# WORK TO COMPLETE
Copy every line below precisely as it appears.

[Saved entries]
━━━━
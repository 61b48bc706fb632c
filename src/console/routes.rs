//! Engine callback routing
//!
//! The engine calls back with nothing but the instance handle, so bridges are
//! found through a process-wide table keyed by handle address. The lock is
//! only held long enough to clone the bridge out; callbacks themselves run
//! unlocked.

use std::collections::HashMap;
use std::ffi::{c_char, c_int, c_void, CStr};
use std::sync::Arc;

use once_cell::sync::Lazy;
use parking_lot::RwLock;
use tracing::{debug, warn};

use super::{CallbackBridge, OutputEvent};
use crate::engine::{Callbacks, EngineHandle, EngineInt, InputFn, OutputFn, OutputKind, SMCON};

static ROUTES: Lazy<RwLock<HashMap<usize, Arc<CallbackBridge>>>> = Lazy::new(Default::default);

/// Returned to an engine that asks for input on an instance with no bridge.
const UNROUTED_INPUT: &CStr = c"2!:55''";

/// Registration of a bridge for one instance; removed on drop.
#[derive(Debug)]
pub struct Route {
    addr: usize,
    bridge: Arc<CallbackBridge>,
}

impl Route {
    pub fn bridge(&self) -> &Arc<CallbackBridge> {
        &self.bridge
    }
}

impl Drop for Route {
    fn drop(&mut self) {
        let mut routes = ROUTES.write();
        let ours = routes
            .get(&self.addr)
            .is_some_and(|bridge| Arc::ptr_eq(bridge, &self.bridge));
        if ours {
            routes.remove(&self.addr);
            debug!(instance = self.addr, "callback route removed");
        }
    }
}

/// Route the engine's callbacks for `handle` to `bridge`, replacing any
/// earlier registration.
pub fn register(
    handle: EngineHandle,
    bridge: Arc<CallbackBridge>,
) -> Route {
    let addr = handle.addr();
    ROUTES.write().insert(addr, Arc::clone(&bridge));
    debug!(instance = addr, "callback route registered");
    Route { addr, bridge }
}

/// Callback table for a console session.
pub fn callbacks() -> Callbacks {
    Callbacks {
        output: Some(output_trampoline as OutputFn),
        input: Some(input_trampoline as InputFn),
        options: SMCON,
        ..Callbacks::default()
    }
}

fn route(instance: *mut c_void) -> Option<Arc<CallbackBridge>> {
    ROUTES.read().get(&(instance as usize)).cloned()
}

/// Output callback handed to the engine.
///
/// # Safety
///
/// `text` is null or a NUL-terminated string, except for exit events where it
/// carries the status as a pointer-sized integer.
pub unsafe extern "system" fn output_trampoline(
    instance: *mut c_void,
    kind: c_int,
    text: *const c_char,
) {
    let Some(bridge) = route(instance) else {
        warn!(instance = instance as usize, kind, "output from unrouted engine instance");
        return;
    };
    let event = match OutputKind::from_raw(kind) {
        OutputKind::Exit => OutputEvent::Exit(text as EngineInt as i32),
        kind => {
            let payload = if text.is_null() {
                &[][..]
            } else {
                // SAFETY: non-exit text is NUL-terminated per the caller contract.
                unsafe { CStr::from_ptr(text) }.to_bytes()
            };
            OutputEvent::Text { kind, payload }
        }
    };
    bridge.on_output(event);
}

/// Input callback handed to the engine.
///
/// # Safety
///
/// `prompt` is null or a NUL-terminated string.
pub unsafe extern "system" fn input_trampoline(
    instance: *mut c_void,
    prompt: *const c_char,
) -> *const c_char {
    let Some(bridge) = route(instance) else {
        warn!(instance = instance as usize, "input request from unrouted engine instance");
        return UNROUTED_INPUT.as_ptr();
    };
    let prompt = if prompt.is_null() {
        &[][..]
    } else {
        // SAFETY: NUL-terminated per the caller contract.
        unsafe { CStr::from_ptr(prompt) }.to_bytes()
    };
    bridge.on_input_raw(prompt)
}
━━━━
# TASK ANSWER
repository 61b48bc706fb632c
filename src/console/routes.rs
//! Engine callback routing
//!
//! The engine calls back with nothing but the instance handle, so bridges are
//! found through a process-wide table keyed by handle address. The lock is
//! only held long enough to clone the bridge out; callbacks themselves run
//! unlocked.

use std::collections::HashMap;
use std::ffi::{c_char, c_int, c_void, CStr};
use std::sync::Arc;

use once_cell::sync::Lazy;
use parking_lot::RwLock;
use tracing::{debug, warn};

use super::{CallbackBridge, OutputEvent};
use crate::engine::{Callbacks, EngineHandle, EngineInt, InputFn, OutputFn, OutputKind, SMCON};

static ROUTES: Lazy<RwLock<HashMap<usize, Arc<CallbackBridge>>>> = Lazy::new(Default::default);

/// Returned to an engine that asks for input on an instance with no bridge.
const UNROUTED_INPUT: &CStr = c"2!:55''";

/// Registration of a bridge for one instance; removed on drop.
#[derive(Debug)]
pub struct Route {
    addr: usize,
    bridge: Arc<CallbackBridge>,
}

impl Route {
    pub fn bridge(&self) -> &Arc<CallbackBridge> {
        &self.bridge
    }
}

impl Drop for Route {
    fn drop(&mut self) {
        let mut routes = ROUTES.write();
        let ours = routes
            .get(&self.addr)
            .is_some_and(|bridge| Arc::ptr_eq(bridge, &self.bridge));
        if ours {
            routes.remove(&self.addr);
            debug!(instance = self.addr, "callback route removed");
        }
    }
}

/// Route the engine's callbacks for `handle` to `bridge`, replacing any
/// earlier registration.
pub fn register(
    handle: EngineHandle,
    bridge: Arc<CallbackBridge>,
) -> Route {
    let addr = handle.addr();
    ROUTES.write().insert(addr, Arc::clone(&bridge));
    debug!(instance = addr, "callback route registered");
    Route { addr, bridge }
}

/// Callback table for a console session.
pub fn callbacks() -> Callbacks {
    Callbacks {
        output: Some(output_trampoline as OutputFn),
        input: Some(input_trampoline as InputFn),
        options: SMCON,
        ..Callbacks::default()
    }
}

fn route(instance: *mut c_void) -> Option<Arc<CallbackBridge>> {
    ROUTES.read().get(&(instance as usize)).cloned()
}

/// Output callback handed to the engine.
///
/// # Safety
///
/// `text` is null or a NUL-terminated string, except for exit events where it
/// carries the status as a pointer-sized integer.
pub unsafe extern "system" fn output_trampoline(
    instance: *mut c_void,
    kind: c_int,
    text: *const c_char,
) {
    let Some(bridge) = route(instance) else {
        warn!(instance = instance as usize, kind, "output from unrouted engine instance");
        return;
    };
    let event = match OutputKind::from_raw(kind) {
        OutputKind::Exit => OutputEvent::Exit(text as EngineInt as i32),
        kind => {
            let payload = if text.is_null() {
                &[][..]
            } else {
                // SAFETY: non-exit text is NUL-terminated per the caller contract.
                unsafe { CStr::from_ptr(text) }.to_bytes()
            };
            OutputEvent::Text { kind, payload }
        }
    };
    bridge.on_output(event);
}

/// Input callback handed to the engine.
///
/// # Safety
///
/// `prompt` is null or a NUL-terminated string.
pub unsafe extern "system" fn input_trampoline(
    instance: *mut c_void,
    prompt: *const c_char,
) -> *const c_char {
    let Some(bridge) = route(instance) else {
        warn!(instance = instance as usize, "input request from unrouted engine instance");
        return UNROUTED_INPUT.as_ptr();
    };
    let prompt = if prompt.is_null() {
        &[][..]
    } else {
        // SAFETY: NUL-terminated per the caller contract.
        unsafe { CStr::from_ptr(prompt) }.to_bytes()
    };
    bridge.on_input_raw(prompt)
}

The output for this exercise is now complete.